Deborah Renee Artishon,
Appellant.
Filed February 5, 2002
Affirmed
Lansing, Judge
Hennepin County District Court
File No. 00083977
Mike Hatch, Attorney General, Suite 500, 525 Park Avenue, St. Paul, MN 55103; and
Jay M. Heffern, Minneapolis City Attorney, Lisa M. Godon, Assistant City Attorney, 300 Metropolitan Centre, 333 South Seventh Street, Minneapolis, MN 55402 (for respondent)
Stephen Simon, Assistant Hennepin County Public Defender, Shan C. Wang (certified student attorney), 229 Nineteenth Avenue South, Minneapolis, MN 55455 (for appellant)
Considered and decided by Kalitowski, Presiding Judge, Lansing, Judge, and Hanson, Judge.
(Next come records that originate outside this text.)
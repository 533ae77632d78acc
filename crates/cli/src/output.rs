//! Output formatting utilities

use clap::ValueEnum;
use colored::Colorize;
use serde::Serialize;
use tabled::{settings::Style, Table, Tabled};

/// Output format for CLI commands
#[derive(Debug, Clone, Copy, Default, PartialEq, Eq, ValueEnum)]
pub enum OutputFormat {
    /// Table format (default)
    #[default]
    Table,
    /// JSON format
    Json,
}

impl OutputFormat {
    /// Parse a format name from the config file
    pub fn from_name(name: &str) -> Option<Self> {
        <Self as ValueEnum>::from_str(name, true).ok()
    }
}

/// Print a table of rows
pub fn print_table<T: Tabled>(rows: &[T]) {
    if rows.is_empty() {
        println!("{}", "No items found".yellow());
        return;
    }
    let table = Table::new(rows).with(Style::rounded()).to_string();
    println!("{}", table);
}

/// Print any value as pretty JSON
pub fn print_json<T: Serialize + ?Sized>(value: &T) -> anyhow::Result<()> {
    println!("{}", serde_json::to_string_pretty(value)?);
    Ok(())
}

/// Print a warning message
pub fn print_warning(message: &str) {
    println!("{} {}", "⚠".yellow().bold(), message);
}

/// Format bytes as human-readable string
pub fn format_bytes(bytes: u64) -> String {
    const KB: u64 = 1024;
    const MB: u64 = KB * 1024;
    const GB: u64 = MB * 1024;

    if bytes >= GB {
        format!("{:.2}Gi", bytes as f64 / GB as f64)
    } else if bytes >= MB {
        format!("{:.2}Mi", bytes as f64 / MB as f64)
    } else if bytes >= KB {
        format!("{:.2}Ki", bytes as f64 / KB as f64)
    } else {
        format!("{}B", bytes)
    }
}

pub fn format_timestamp(ts: &str) -> String {
    if let Ok(dt) = chrono::DateTime::parse_from_rfc3339(ts) {
        dt.format("%Y-%m-%d %H:%M:%S").to_string()
    } else {
        ts.to_string()
    }
}

/// Color a health status
pub fn color_status(status: &str) -> String {
    match status.to_lowercase().as_str() {
        "healthy" => status.green().to_string(),
        "warning" => status.yellow().to_string(),
        "critical" => status.red().bold().to_string(),
        "unknown" => status.dimmed().to_string(),
        _ => status.to_string(),
    }
}

/// Color a usage percentage against the 70/90 quota bands
pub fn color_percent(percent: f64) -> String {
    let formatted = format!("{:.1}%", percent);
    if percent >= 90.0 {
        formatted.red().to_string()
    } else if percent >= 70.0 {
        formatted.yellow().to_string()
    } else {
        formatted.green().to_string()
    }
}
//! reqwest-backed transport for the upstream market data API

use super::Transport;
use crate::error::{IngestError, Result, TransportError};
use async_trait::async_trait;
use reqwest::Client;
use serde_json::Value;
use std::time::Duration;
use tracing::debug;
use url::Url;

/// Longest response body excerpt carried in a `TransportError`
const MAX_ERROR_BODY: usize = 200;

/// Configuration for the HTTP transport
#[derive(Debug, Clone)]
pub struct HttpTransportConfig {
    /// Base URL every endpoint is resolved against
    pub base_url: String,
    /// Sent as the `apikey` query parameter; never logged
    pub api_key: String,
    /// Whole-request timeout
    pub request_timeout: Duration,
}

impl Default for HttpTransportConfig {
    fn default() -> Self {
        Self {
            base_url: "https://financialmodelingprep.com/api/v3".to_string(),
            api_key: String::new(),
            request_timeout: Duration::from_secs(30),
        }
    }
}

/// HTTP client for the upstream API
pub struct HttpTransport {
    client: Client,
    base_url: Url,
    api_key: String,
}

impl HttpTransport {
    pub fn new(config: HttpTransportConfig) -> Result<Self> {
        let client = Client::builder()
            .timeout(config.request_timeout)
            .build()
            .map_err(|e| IngestError::config(format!("failed to build HTTP client: {}", e)))?;

        // A trailing slash keeps the last path segment when joining
        let mut base = config.base_url.trim_end_matches('/').to_string();
        base.push('/');
        let base_url = Url::parse(&base)
            .map_err(|e| IngestError::config(format!("invalid API base URL: {}", e)))?;

        Ok(Self {
            client,
            base_url,
            api_key: config.api_key,
        })
    }

    fn endpoint_url(&self, endpoint: &str) -> std::result::Result<Url, TransportError> {
        self.base_url
            .join(endpoint.trim_start_matches('/'))
            .map_err(|e| TransportError::network(format!("invalid endpoint {}: {}", endpoint, e)))
    }
}

#[async_trait]
impl Transport for HttpTransport {
    async fn send(
        &self,
        endpoint: &str,
        params: &[(String, String)],
    ) -> std::result::Result<Value, TransportError> {
        let url = self.endpoint_url(endpoint)?;
        debug!(endpoint = %endpoint, params = params.len(), "Sending upstream request");

        let response = self
            .client
            .get(url)
            .query(params)
            .query(&[("apikey", self.api_key.as_str())])
            .send()
            .await
            .map_err(|e| TransportError::network(e.without_url().to_string()))?;

        let status = response.status();
        if !status.is_success() {
            let body = response.text().await.unwrap_or_default();
            let message = if body.is_empty() {
                status
                    .canonical_reason()
                    .unwrap_or("request failed")
                    .to_string()
            } else {
                body.chars().take(MAX_ERROR_BODY).collect()
            };
            return Err(TransportError::status(status.as_u16(), message));
        }

        response
            .json::<Value>()
            .await
            .map_err(|e| TransportError::network(format!("invalid response body: {}", e.without_url())))
    }
}
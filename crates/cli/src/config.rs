//! Configuration management for the CLI

use anyhow::{Context, Result};
use serde::{Deserialize, Serialize};
use std::path::{Path, PathBuf};

pub const DEFAULT_API_URL: &str = "http://localhost:8080";

/// CLI configuration
#[derive(Debug, Clone, Serialize, Deserialize, Default)]
pub struct Config {
    /// API endpoint URL
    pub api_url: Option<String>,
    /// Default output format
    pub default_format: Option<String>,
}

impl Config {
    /// Load configuration from `~/.config/ingestctl/config.json`, if present
    pub fn load() -> Result<Self> {
        match Self::config_path() {
            Some(path) => Self::load_from(&path),
            None => Ok(Self::default()),
        }
    }

    pub fn load_from(path: &Path) -> Result<Self> {
        if !path.exists() {
            return Ok(Self::default());
        }

        let content = std::fs::read_to_string(path).context("Failed to read config file")?;

        serde_json::from_str(&content).context("Failed to parse config file")
    }

    /// Flag or environment first, then this file, then the local default
    pub fn resolve_api_url(&self, flag: Option<String>) -> String {
        flag.or_else(|| self.api_url.clone())
            .unwrap_or_else(|| DEFAULT_API_URL.to_string())
    }

    fn config_path() -> Option<PathBuf> {
        dirs_next::home_dir().map(|home| home.join(".config").join("ingestctl").join("config.json"))
    }
}
//! Rate-limited market data ingestion library
//!
//! This crate provides the core functionality for:
//! - Quota-gated upstream requests with retry and cooldown
//! - Chunked batch loading into a persistence sink
//! - Periodic health supervision with suppressed alerting
//! - Usage snapshots, HTTP publishing and observability

pub mod batch;
pub mod error;
pub mod health;
pub mod limiter;
pub mod loader;
pub mod models;
pub mod observability;
pub mod publisher;
pub mod sink;

pub use error::{IngestError, Result, TransportError};
pub use health::{AggregateHealth, HealthCheckResult, HealthStatus, OverallStatus, ReadinessResponse};
pub use models::*;
pub use observability::{IngestMetrics, StructuredLogger};
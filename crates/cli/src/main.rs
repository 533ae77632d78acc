//! Market data ingestion CLI
//!
//! A command-line tool for inspecting quota usage and pipeline health
//! reported by a running ingestd.

mod client;
mod commands;
mod config;
mod output;

use anyhow::Result;
use clap::{Parser, Subcommand};
use commands::{health, stats};

/// Market data ingestion CLI
#[derive(Parser)]
#[command(name = "ingestctl")]
#[command(author, version, about = "CLI for the market data ingestion daemon", long_about = None)]
pub struct Cli {
    /// API endpoint URL (can also be set via INGEST_API_URL env var)
    #[arg(long, env = "INGEST_API_URL")]
    pub api_url: Option<String>,

    /// Output format
    #[arg(long, short)]
    pub format: Option<output::OutputFormat>,

    #[command(subcommand)]
    pub command: Commands,
}

#[derive(Subcommand)]
pub enum Commands {
    /// Show quota usage and call statistics
    Stats,

    /// Show the latest health check results
    Health,

    /// Show persisted health results, newest first
    History {
        /// Maximum number of results
        #[arg(long, short, default_value_t = 20)]
        limit: usize,
    },
}

#[tokio::main]
async fn main() -> Result<()> {
    let cli = Cli::parse();
    let config = config::Config::load()?;

    let format = cli
        .format
        .or_else(|| config.default_format.as_deref().and_then(output::OutputFormat::from_name))
        .unwrap_or_default();

    // Initialize client
    let client = client::ApiClient::new(&config.resolve_api_url(cli.api_url))?;

    // Execute command
    match cli.command {
        Commands::Stats => stats::show_stats(&client, format).await?,
        Commands::Health => health::show_health(&client, format).await?,
        Commands::History { limit } => health::show_history(&client, limit, format).await?,
    }

    Ok(())
}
U N P U B L I S H E D O P I N I O N
LANSING, Judge
The district court denied Deborah Artishon's motion to dismiss for violation of due process and, on stipulated facts, found her guilty of offering or agreeing to engage in sex for hire within two years of a prior prostitution conviction. Renewing her due process argument, Artishon appeals her conviction. We conclude that the facts do not establish government conduct that is sufficiently outrageous to bar Artishon's conviction, and we affirm.
F A C T S
Minneapolis police conducted a prostitution sting operation in South Minneapolis in September 2000. Deborah Artishon, standing on the sidewalk in the area of 31st Street and 4th Avenue South, waved to an undercover police officer in an unmarked vehicle who was participating in the sting operation. When the officer pulled his car to the curb, Artishon opened the front passenger door and asked the officer if he was a "cop." The officer said that he was not a cop, and Artishon got into the vehicle. After they had gone a short distance, during which Artishon continued to look for police, Artishon asked the officer to prove he was not a police officer by touching her bare breasts. The officer complied, and Artishon offered to perform oral sex in exchange for $25. The officer signaled a nearby team of uniformed officers who arrested Artishon.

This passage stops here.